##### Dataset records #####

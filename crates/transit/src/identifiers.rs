//! Type-safe identifiers for transit entities.
//!
//! Backed by `Arc<str>` so cloning an identifier never copies the string.

use std::fmt;
use std::sync::Arc;

macro_rules! identifier {
    ($name:ident) => {
        #[derive(Clone, Debug, PartialEq, Eq, Hash)]
        pub struct $name(Arc<str>);

        impl $name {
            pub fn new(s: impl AsRef<str>) -> Self {
                Self(s.as_ref().into())
            }

            pub fn as_str(&self) -> &str {
                &self.0
            }
        }

        impl fmt::Display for $name {
            fn fmt(&self, f: &mut fmt::Formatter<'_>) -> fmt::Result {
                f.write_str(&self.0)
            }
        }

        impl From<&str> for $name {
            fn from(s: &str) -> Self {
                Self::new(s)
            }
        }

        impl From<String> for $name {
            fn from(s: String) -> Self {
                Self::new(s)
            }
        }
    };
}

identifier!(RouteIdentifier);
identifier!(StopIdentifier);
identifier!(VehicleIdentifier);
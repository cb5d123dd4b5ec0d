//! # buswatch-core
//!
//! Service layer for the live transit monitor: the HTTP boundary to
//! the transport backend, and the polling scheduler that pushes fresh
//! vehicle reports through the geometric pipeline and publishes
//! immutable view-state snapshots.
//!
//! The geometry itself lives in [`buswatch_transit`], re-exported here
//! as [`transit`].

pub mod api;
pub mod monitor;

// Re-export the geometric core
pub use buswatch_transit as transit;

pub use api::{ApiError, HttpBackend, Prediction, TransitBackend};
pub use monitor::snapshot::{route_color, Snapshot, VehicleEstimate};
pub use monitor::{Monitor, MonitorConfig, MonitorHandle};
//! Spatial indexing and query utilities.

pub mod index;
pub mod queries;

pub use queries::{haversine_distance, haversine_distance_to_line};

#####

▸ Task to carry out
In the entries, the line containing "pub mod api;" and every line after it through the last are to be duplicated exactly, and no other line is to be included.

▸ Written answer
pub mod api;
pub mod monitor;

// Re-export the geometric core
pub use buswatch_transit as transit;

pub use api::{ApiError, HttpBackend, Prediction, TransitBackend};
pub use monitor::snapshot::{route_color, Snapshot, VehicleEstimate};
pub use monitor::{Monitor, MonitorConfig, MonitorHandle};
//! Spatial indexing and query utilities.

pub mod index;
pub mod queries;

pub use queries::{haversine_distance, haversine_distance_to_line};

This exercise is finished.